Mais ce n'est pas tout. D'autres « insuffisances » et « irrégularités » ont été relevées par les magistrats dans la gestion de l'établissement entre 2002 et 2007. Normalement limitée à douze mois, la durée des prêts peut ainsi atteindre trois ans au CMN, en accumulant des prolongations successives. Ben, un Nantais de 36 ans, a ainsi renouvelé, hier, chez « Ma Tante », le prêt consenti il y a deux ans en échange des bijoux de sa femme.
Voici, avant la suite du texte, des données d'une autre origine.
//! Segment merge pipeline
//!
//! Validates an ordered list of block filenames against the segment store,
//! then produces one artifact: a byte copy for a single segment, otherwise
//! stream-copy concatenation with a re-encoding fallback when the primary
//! strategy's subprocess fails.

pub mod ffmpeg;
pub mod types;

use std::path::PathBuf;
use std::sync::Arc;

use crate::store::{SegmentFile, SegmentStore};

pub use ffmpeg::{FfmpegTranscoder, TranscodeError, Transcoder};
pub use types::{MergeError, MergeJob, MergeResult, MergeStrategy, REJECTED_MARKER};

/// The merge pipeline: validation, strategy selection, escalation
pub struct MergePipeline {
    store: SegmentStore,
    output_dir: PathBuf,
    extension: String,
    transcoder: Arc<dyn Transcoder>,
}

impl MergePipeline {
    pub fn new(
        store: SegmentStore,
        extension: impl Into<String>,
        transcoder: Arc<dyn Transcoder>,
    ) -> Self {
        let output_dir = store.output_dir().to_path_buf();
        Self {
            store,
            output_dir,
            extension: extension.into(),
            transcoder,
        }
    }

    /// Filter a caller-ordered block list down to segments that exist.
    ///
    /// Empty names, the `[rejected]` marker, and names that do not resolve
    /// on disk are dropped. Surviving order is exactly the given order; the
    /// caller decides playback order, never this pipeline.
    pub fn validate(&self, blocks: &[String]) -> Result<Vec<SegmentFile>, MergeError> {
        let valid: Vec<SegmentFile> = blocks
            .iter()
            .filter(|name| !name.is_empty() && name.as_str() != REJECTED_MARKER)
            .filter_map(|name| {
                let resolved = self.store.resolve(name);
                if resolved.is_none() {
                    tracing::warn!(%name, "skipping block with no segment file on disk");
                }
                resolved
            })
            .collect();

        if valid.is_empty() {
            return Err(MergeError::NoValidSegments);
        }
        Ok(valid)
    }

    /// Run one merge job to completion.
    ///
    /// Blocking (subprocess waits); the controller calls this on a worker
    /// context, never on the event loop.
    pub fn run(&self, job: &MergeJob) -> Result<MergeResult, MergeError> {
        if job.project_name.is_empty()
            || job.project_name.contains('/')
            || job.project_name.contains('\\')
        {
            return Err(MergeError::InvalidProjectName(job.project_name.clone()));
        }

        let segments = self.validate(&job.blocks)?;
        let paths: Vec<PathBuf> = segments.iter().map(|s| PathBuf::from(&s.full_path)).collect();

        tracing::info!(
            blocks = segments.len(),
            project = %job.project_name,
            "starting merge"
        );

        if let [single] = paths.as_slice() {
            return self.copy_single(single, &job.project_name);
        }

        let primary_output = self.artifact_path(&job.project_name, "");
        let fallback_output = self.artifact_path(&job.project_name, "_reencoded");
        for candidate in [&primary_output, &fallback_output] {
            if paths.contains(candidate) {
                return Err(MergeError::OutputOverwritesSource(
                    candidate.to_string_lossy().to_string(),
                ));
            }
        }
        match self.run_primary(&paths, &primary_output)? {
            Ok(()) => self.finish(primary_output, segments.len(), MergeStrategy::Primary),
            Err(primary_err) => {
                tracing::warn!(
                    "primary merge strategy failed, escalating to re-encode: {}",
                    primary_err
                );
                // Distinct output name so a partial primary artifact is
                // never silently overwritten.
                let args = ffmpeg::concat_reencode_args(&paths, &fallback_output);
                match self.transcoder.run(&args) {
                    Ok(()) => {
                        self.finish(fallback_output, segments.len(), MergeStrategy::Fallback)
                    }
                    Err(fallback_err) => Err(MergeError::MergeFailed {
                        primary: primary_err.to_string(),
                        fallback: fallback_err.to_string(),
                    }),
                }
            }
        }
    }

    fn artifact_path(&self, project_name: &str, suffix: &str) -> PathBuf {
        self.output_dir
            .join(format!("{project_name}{suffix}.{}", self.extension))
    }

    /// Single segment: byte-for-byte copy, no transcoding and no re-encode
    /// artifacts for the trivial case.
    fn copy_single(&self, source: &PathBuf, project_name: &str) -> Result<MergeResult, MergeError> {
        let extension = source
            .extension()
            .map(|e| e.to_string_lossy().to_string())
            .unwrap_or_else(|| self.extension.clone());
        let output = self.output_dir.join(format!("{project_name}.{extension}"));

        // fs::copy onto the source itself truncates it before reading
        if output == *source {
            return Err(MergeError::OutputOverwritesSource(
                output.to_string_lossy().to_string(),
            ));
        }

        std::fs::copy(source, &output)?;
        self.finish(output, 1, MergeStrategy::Copy)
    }

    /// Run the primary strategy. The outer Result is manifest IO; the inner
    /// one is the subprocess verdict that decides escalation.
    fn run_primary(
        &self,
        paths: &[PathBuf],
        output: &PathBuf,
    ) -> Result<Result<(), TranscodeError>, MergeError> {
        // Manifest lives as long as this scope; removed on drop either way.
        let manifest = ffmpeg::write_manifest(paths)?;
        let args = ffmpeg::concat_copy_args(manifest.path(), output);
        Ok(self.transcoder.run(&args))
    }

    fn finish(
        &self,
        output: PathBuf,
        blocks_used: usize,
        strategy_used: MergeStrategy,
    ) -> Result<MergeResult, MergeError> {
        // Size comes from the filesystem, not from the subprocess's own
        // reporting.
        let size_bytes = SegmentStore::file_size(&output)?;
        tracing::info!(
            output = %output.display(),
            size_bytes,
            ?strategy_used,
            "merge complete"
        );
        Ok(MergeResult {
            output_path: output,
            size_bytes,
            blocks_used,
            strategy_used,
        })
    }
}

#[cfg(test)]
mod tests {
    use super::*;
    use crate::config::Config;
    use parking_lot::Mutex;
    use std::collections::VecDeque;
    use std::fs;
    use std::path::Path;

    /// Scripted transcoder: pops a verdict per invocation, records args and
    /// any concat manifest contents, and creates the output file (last arg)
    /// on success like ffmpeg would.
    struct FakeTranscoder {
        verdicts: Mutex<VecDeque<Result<(), String>>>,
        invocations: Mutex<Vec<Vec<String>>>,
        manifests: Mutex<Vec<String>>,
    }

    impl FakeTranscoder {
        fn scripted(verdicts: Vec<Result<(), String>>) -> Arc<Self> {
            Arc::new(Self {
                verdicts: Mutex::new(verdicts.into()),
                invocations: Mutex::new(Vec::new()),
                manifests: Mutex::new(Vec::new()),
            })
        }

        fn invocations(&self) -> Vec<Vec<String>> {
            self.invocations.lock().clone()
        }

        fn manifests(&self) -> Vec<String> {
            self.manifests.lock().clone()
        }
    }

    impl Transcoder for FakeTranscoder {
        fn run(&self, args: &[String]) -> Result<(), TranscodeError> {
            self.invocations.lock().push(args.to_vec());
            // the manifest only exists while the subprocess runs; capture it
            if let Some(pos) = args.iter().position(|a| a == "-i") {
                if args[pos + 1].ends_with(".txt") {
                    self.manifests
                        .lock()
                        .push(fs::read_to_string(&args[pos + 1]).unwrap());
                }
            }
            match self.verdicts.lock().pop_front().unwrap_or(Ok(())) {
                Ok(()) => {
                    let output = args.last().unwrap();
                    fs::write(output, b"merged").unwrap();
                    Ok(())
                }
                Err(stderr) => Err(TranscodeError::Failed { status: 1, stderr }),
            }
        }
    }

    fn pipeline_in(dir: &Path, transcoder: Arc<FakeTranscoder>) -> MergePipeline {
        let store = SegmentStore::new(&Config::new(dir));
        MergePipeline::new(store, "mkv", transcoder)
    }

    fn seed(dir: &Path, names: &[&str]) {
        for name in names {
            fs::write(dir.join(name), format!("content of {name}")).unwrap();
        }
    }

    fn job(blocks: &[&str], project: &str) -> MergeJob {
        MergeJob {
            blocks: blocks.iter().map(|s| s.to_string()).collect(),
            project_name: project.to_string(),
        }
    }

    #[test]
    fn test_validate_filters_and_preserves_order() {
        let dir = tempfile::tempdir().unwrap();
        seed(dir.path(), &["a.mp4", "b.mp4"]);
        let pipeline = pipeline_in(dir.path(), FakeTranscoder::scripted(vec![]));

        let blocks: Vec<String> = ["a.mp4", "", "[rejected]", "missing.mp4", "b.mp4"]
            .iter()
            .map(|s| s.to_string())
            .collect();
        let valid = pipeline.validate(&blocks).unwrap();
        let names: Vec<&str> = valid.iter().map(|s| s.name.as_str()).collect();
        assert_eq!(names, vec!["a.mp4", "b.mp4"]);
    }

    #[test]
    fn test_validate_empty_result_is_an_error() {
        let dir = tempfile::tempdir().unwrap();
        let pipeline = pipeline_in(dir.path(), FakeTranscoder::scripted(vec![]));
        let err = pipeline
            .validate(&["missing.mkv".to_string(), String::new()])
            .unwrap_err();
        assert!(matches!(err, MergeError::NoValidSegments));
    }

    #[test]
    fn test_single_segment_is_a_byte_copy_with_no_subprocess() {
        let dir = tempfile::tempdir().unwrap();
        seed(dir.path(), &["only.mkv"]);
        let transcoder = FakeTranscoder::scripted(vec![]);
        let pipeline = pipeline_in(dir.path(), transcoder.clone());

        let result = pipeline.run(&job(&["only.mkv"], "final")).unwrap();
        assert_eq!(result.strategy_used, MergeStrategy::Copy);
        assert_eq!(result.blocks_used, 1);
        assert!(transcoder.invocations().is_empty());

        let original = fs::read(dir.path().join("only.mkv")).unwrap();
        let copied = fs::read(dir.path().join("final.mkv")).unwrap();
        assert_eq!(original, copied);
        assert_eq!(result.size_bytes, original.len() as u64);
    }

    #[test]
    fn test_primary_strategy_preserves_caller_order() {
        let dir = tempfile::tempdir().unwrap();
        seed(dir.path(), &["z.mkv", "a.mkv", "m.mkv"]);
        let transcoder = FakeTranscoder::scripted(vec![Ok(())]);
        let pipeline = pipeline_in(dir.path(), transcoder.clone());

        let result = pipeline.run(&job(&["z.mkv", "a.mkv", "m.mkv"], "episode")).unwrap();
        assert_eq!(result.strategy_used, MergeStrategy::Primary);
        assert_eq!(result.blocks_used, 3);
        assert!(result.output_path.ends_with("episode.mkv"));

        // One invocation, pointing at a concat manifest
        let invocations = transcoder.invocations();
        assert_eq!(invocations.len(), 1);
        assert_eq!(invocations[0][2], "concat");
        assert!(invocations[0].contains(&"copy".to_string()));

        // manifest listed the segments in caller order, not sorted
        let manifests = transcoder.manifests();
        assert_eq!(manifests.len(), 1);
        let lines: Vec<&str> = manifests[0].lines().collect();
        assert!(lines[0].ends_with("z.mkv'"));
        assert!(lines[1].ends_with("a.mkv'"));
        assert!(lines[2].ends_with("m.mkv'"));
    }

    #[test]
    fn test_fallback_gets_the_same_segment_set() {
        let dir = tempfile::tempdir().unwrap();
        seed(dir.path(), &["a.mkv", "b.mkv"]);
        let transcoder =
            FakeTranscoder::scripted(vec![Err("codec mismatch".into()), Ok(())]);
        let pipeline = pipeline_in(dir.path(), transcoder.clone());

        let result = pipeline.run(&job(&["a.mkv", "b.mkv"], "episode")).unwrap();
        assert_eq!(result.strategy_used, MergeStrategy::Fallback);
        assert!(result.output_path.ends_with("episode_reencoded.mkv"));

        let invocations = transcoder.invocations();
        assert_eq!(invocations.len(), 2);
        // fallback lists both segments as inputs, caller order
        let fallback = &invocations[1];
        let a = fallback
            .iter()
            .position(|s| s.ends_with("a.mkv"))
            .unwrap();
        let b = fallback
            .iter()
            .position(|s| s.ends_with("b.mkv"))
            .unwrap();
        assert!(a < b);
    }

    #[test]
    fn test_both_failures_are_preserved() {
        let dir = tempfile::tempdir().unwrap();
        seed(dir.path(), &["a.mkv", "b.mkv"]);
        let transcoder = FakeTranscoder::scripted(vec![
            Err("primary exploded".into()),
            Err("fallback exploded".into()),
        ]);
        let pipeline = pipeline_in(dir.path(), transcoder);

        let err = pipeline.run(&job(&["a.mkv", "b.mkv"], "episode")).unwrap_err();
        match err {
            MergeError::MergeFailed { primary, fallback } => {
                assert!(primary.contains("primary exploded"));
                assert!(fallback.contains("fallback exploded"));
            }
            other => panic!("unexpected error: {other}"),
        }
    }

    #[test]
    fn test_project_name_cannot_escape_output_dir() {
        let dir = tempfile::tempdir().unwrap();
        seed(dir.path(), &["a.mkv"]);
        let pipeline = pipeline_in(dir.path(), FakeTranscoder::scripted(vec![]));
        let err = pipeline.run(&job(&["a.mkv"], "../escape")).unwrap_err();
        assert!(matches!(err, MergeError::InvalidProjectName(_)));
    }

    #[test]
    fn test_single_segment_refuses_to_overwrite_itself() {
        let dir = tempfile::tempdir().unwrap();
        seed(dir.path(), &["final.mkv"]);
        let before = fs::read(dir.path().join("final.mkv")).unwrap();
        let pipeline = pipeline_in(dir.path(), FakeTranscoder::scripted(vec![]));

        // project name collides with the sole segment's basename
        let err = pipeline.run(&job(&["final.mkv"], "final")).unwrap_err();
        assert!(matches!(err, MergeError::OutputOverwritesSource(_)));

        // the segment survives untouched
        let after = fs::read(dir.path().join("final.mkv")).unwrap();
        assert_eq!(before, after);
        assert!(!after.is_empty());
    }

    #[test]
    fn test_multi_segment_refuses_output_colliding_with_a_source() {
        let dir = tempfile::tempdir().unwrap();
        seed(dir.path(), &["a.mkv", "episode.mkv"]);
        let transcoder = FakeTranscoder::scripted(vec![]);
        let pipeline = pipeline_in(dir.path(), transcoder.clone());

        let err = pipeline
            .run(&job(&["a.mkv", "episode.mkv"], "episode"))
            .unwrap_err();
        assert!(matches!(err, MergeError::OutputOverwritesSource(_)));
        // rejected before any subprocess could touch the files
        assert!(transcoder.invocations().is_empty());
    }

    #[test]
    fn test_single_segment_keeps_source_extension() {
        let dir = tempfile::tempdir().unwrap();
        seed(dir.path(), &["take.mp4"]);
        let pipeline = pipeline_in(dir.path(), FakeTranscoder::scripted(vec![]));
        let result = pipeline.run(&job(&["take.mp4"], "final")).unwrap();
        assert!(result.output_path.ends_with("final.mp4"));
    }
}
//! Error types and handling
//!
//! Common error types used across the crate. Wire-level error payloads are
//! built from these at the control-channel edge.

use thiserror::Error;

use crate::merge::MergeError;
use crate::session::SessionError;

/// Errors from the recording backend connection handshake.
#[derive(Error, Debug)]
pub enum ConnectError {
    #[error("backend unreachable at {address}: {message}")]
    Unreachable { address: String, message: String },

    #[error("backend rejected credentials: {0}")]
    AuthRejected(String),
}

/// Errors from backend operations after a connection is established.
#[derive(Error, Debug)]
pub enum BackendError {
    #[error("backend not connected")]
    NotConnected,

    #[error("backend rejected request: {0}")]
    RequestRejected(String),

    #[error("backend transport error: {0}")]
    Transport(String),
}

/// Top-level error type covering every controller operation.
#[derive(Error, Debug)]
pub enum AppError {
    #[error("IO error: {0}")]
    Io(#[from] std::io::Error),

    #[error("serialization error: {0}")]
    Serialization(#[from] serde_json::Error),

    #[error(transparent)]
    Connect(#[from] ConnectError),

    #[error(transparent)]
    Backend(#[from] BackendError),

    #[error(transparent)]
    Session(#[from] SessionError),

    #[error(transparent)]
    Merge(#[from] MergeError),

    #[error("controller is shut down")]
    ControllerClosed,
}

/// Result type alias using AppError
pub type AppResult<T> = Result<T, AppError>;
//! Scripted backend for tests and demos
//!
//! Records every call it receives and emits whatever events the test
//! scripts through it, so controller behavior can be driven without a live
//! recording engine.

use async_trait::async_trait;
use parking_lot::Mutex;
use std::path::{Path, PathBuf};
use std::sync::Arc;

use super::{BackendEvent, BackendEventReceiver, BackendEventSender, BackendSettings, RecordingBackend};
use crate::error::{BackendError, ConnectError};

#[derive(Debug, Default)]
struct MockState {
    calls: Vec<String>,
    output_dir: Option<PathBuf>,
    recording_active: bool,
    fail_connect: bool,
    fail_start: bool,
    fail_stop: bool,
    settings: BackendSettings,
}

/// A [`RecordingBackend`] driven entirely by the test
#[derive(Clone)]
pub struct MockBackend {
    state: Arc<Mutex<MockState>>,
    events: BackendEventSender,
}

impl MockBackend {
    /// Create a mock plus the event stream the controller should consume
    pub fn new() -> (Self, BackendEventReceiver) {
        let (events, rx) = tokio::sync::mpsc::unbounded_channel();
        (
            Self {
                state: Arc::new(Mutex::new(MockState::default())),
                events,
            },
            rx,
        )
    }

    /// Emit a backend event as if the engine produced it
    pub fn emit(&self, event: BackendEvent) {
        let _ = self.events.send(event);
    }

    /// Convenience: emit a recording-state change
    pub fn emit_recording_state(&self, active: bool, output_path: Option<&str>) {
        self.state.lock().recording_active = active;
        self.emit(BackendEvent::RecordingStateChanged {
            active,
            output_path: output_path.map(String::from),
            size_bytes: None,
            timecode: if active { None } else { Some("00:00:05".into()) },
        });
    }

    /// Make the next connect attempt fail
    pub fn fail_connect(&self, fail: bool) {
        self.state.lock().fail_connect = fail;
    }

    /// Make start_recording calls fail
    pub fn fail_start(&self, fail: bool) {
        self.state.lock().fail_start = fail;
    }

    /// Make stop_recording calls fail
    pub fn fail_stop(&self, fail: bool) {
        self.state.lock().fail_stop = fail;
    }

    /// Replace the settings returned by fetch_settings
    pub fn set_settings(&self, settings: BackendSettings) {
        self.state.lock().settings = settings;
    }

    /// Names of every operation invoked so far, in order
    pub fn calls(&self) -> Vec<String> {
        self.state.lock().calls.clone()
    }

    /// The directory most recently passed to set_output_directory
    pub fn output_dir(&self) -> Option<PathBuf> {
        self.state.lock().output_dir.clone()
    }

    fn record(&self, call: &str) {
        self.state.lock().calls.push(call.to_string());
    }
}

#[async_trait]
impl RecordingBackend for MockBackend {
    async fn connect(&self, address: &str, _password: &str) -> Result<(), ConnectError> {
        self.record("connect");
        if self.state.lock().fail_connect {
            return Err(ConnectError::Unreachable {
                address: address.to_string(),
                message: "scripted connect failure".into(),
            });
        }
        self.emit(BackendEvent::ConnectionOpened);
        Ok(())
    }

    async fn disconnect(&self) -> Result<(), BackendError> {
        self.record("disconnect");
        self.emit(BackendEvent::ConnectionClosed);
        Ok(())
    }

    async fn start_recording(&self) -> Result<(), BackendError> {
        self.record("start_recording");
        if self.state.lock().fail_start {
            return Err(BackendError::RequestRejected("scripted start failure".into()));
        }
        Ok(())
    }

    async fn stop_recording(&self) -> Result<(), BackendError> {
        self.record("stop_recording");
        if self.state.lock().fail_stop {
            return Err(BackendError::RequestRejected("scripted stop failure".into()));
        }
        Ok(())
    }

    async fn set_output_directory(&self, path: &Path) -> Result<(), BackendError> {
        self.record("set_output_directory");
        self.state.lock().output_dir = Some(path.to_path_buf());
        Ok(())
    }

    async fn query_recording_active(&self) -> Result<bool, BackendError> {
        self.record("query_recording_active");
        Ok(self.state.lock().recording_active)
    }

    async fn fetch_settings(&self) -> Result<BackendSettings, BackendError> {
        self.record("fetch_settings");
        Ok(self.state.lock().settings.clone())
    }
}
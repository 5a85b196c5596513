//! FFT processing for spectrum conversion

use std::sync::Arc;
use rustfft::{Fft, FftPlanner, num_complex::Complex};

/// Forward/inverse FFT for a fixed transform length.
///
/// Each direction is planned on first use and the plan is reused by every
/// later call, so a processor that only ever runs forward never plans the
/// inverse.
pub struct FftProcessor {
    planner: FftPlanner<f64>,
    forward: Option<Arc<dyn Fft<f64>>>,
    inverse: Option<Arc<dyn Fft<f64>>>,
    fft_size: usize,
}

impl FftProcessor {
    /// Create a new FFT processor with the given size
    pub fn new(fft_size: usize) -> Self {
        Self {
            planner: FftPlanner::new(),
            forward: None,
            inverse: None,
            fft_size,
        }
    }

    fn forward_plan(&mut self) -> Arc<dyn Fft<f64>> {
        let (planner, size) = (&mut self.planner, self.fft_size);
        self.forward
            .get_or_insert_with(|| {
                log::debug!("planned {size}-point forward FFT");
                planner.plan_fft_forward(size)
            })
            .clone()
    }

    fn inverse_plan(&mut self) -> Arc<dyn Fft<f64>> {
        let (planner, size) = (&mut self.planner, self.fft_size);
        self.inverse
            .get_or_insert_with(|| {
                log::debug!("planned {size}-point inverse FFT");
                planner.plan_fft_inverse(size)
            })
            .clone()
    }

    /// Whether the forward and inverse plans have been built yet
    pub fn planned(&self) -> (bool, bool) {
        (self.forward.is_some(), self.inverse.is_some())
    }

    /// Transform real samples into `fft_size` complex bins.
    ///
    /// Input shorter than `fft_size` is zero-padded, longer input is truncated.
    pub fn forward(&mut self, samples: &[f64]) -> Vec<Complex<f64>> {
        let mut buffer: Vec<Complex<f64>> = samples
            .iter()
            .take(self.fft_size)
            .map(|&s| Complex::new(s, 0.0))
            .collect();
        buffer.resize(self.fft_size, Complex::new(0.0, 0.0));

        self.forward_plan().process(&mut buffer);
        buffer
    }

    /// Transform complex bins back into real samples.
    ///
    /// rustfft does not normalize, so the output is scaled by `1/n` and the
    /// imaginary part (rounding noise for a conjugate-symmetric spectrum) is dropped.
    pub fn inverse(&mut self, bins: &[Complex<f64>]) -> Vec<f64> {
        let mut buffer = bins.to_vec();
        buffer.resize(self.fft_size, Complex::new(0.0, 0.0));

        self.inverse_plan().process(&mut buffer);

        let scale = 1.0 / self.fft_size.max(1) as f64;
        buffer.iter().map(|c| c.re * scale).collect()
    }

    /// Get the FFT size
    pub fn fft_size(&self) -> usize {
        self.fft_size
    }
}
Il a, par exemple, obtenu 350 euros pour une bague évaluée à 1 200 euros. « Quand il ne vous reste plus que 30 euros au milieu du mois, vous n'avez pas le choix », explique ce père de cinq enfants. « Peut-être qu'ils sous-estiment les objets, mais ils nous rendent bien service. S'ils avaient surévalué ma bague, j'aurais pris l'argent et ne serais jamais revenu. »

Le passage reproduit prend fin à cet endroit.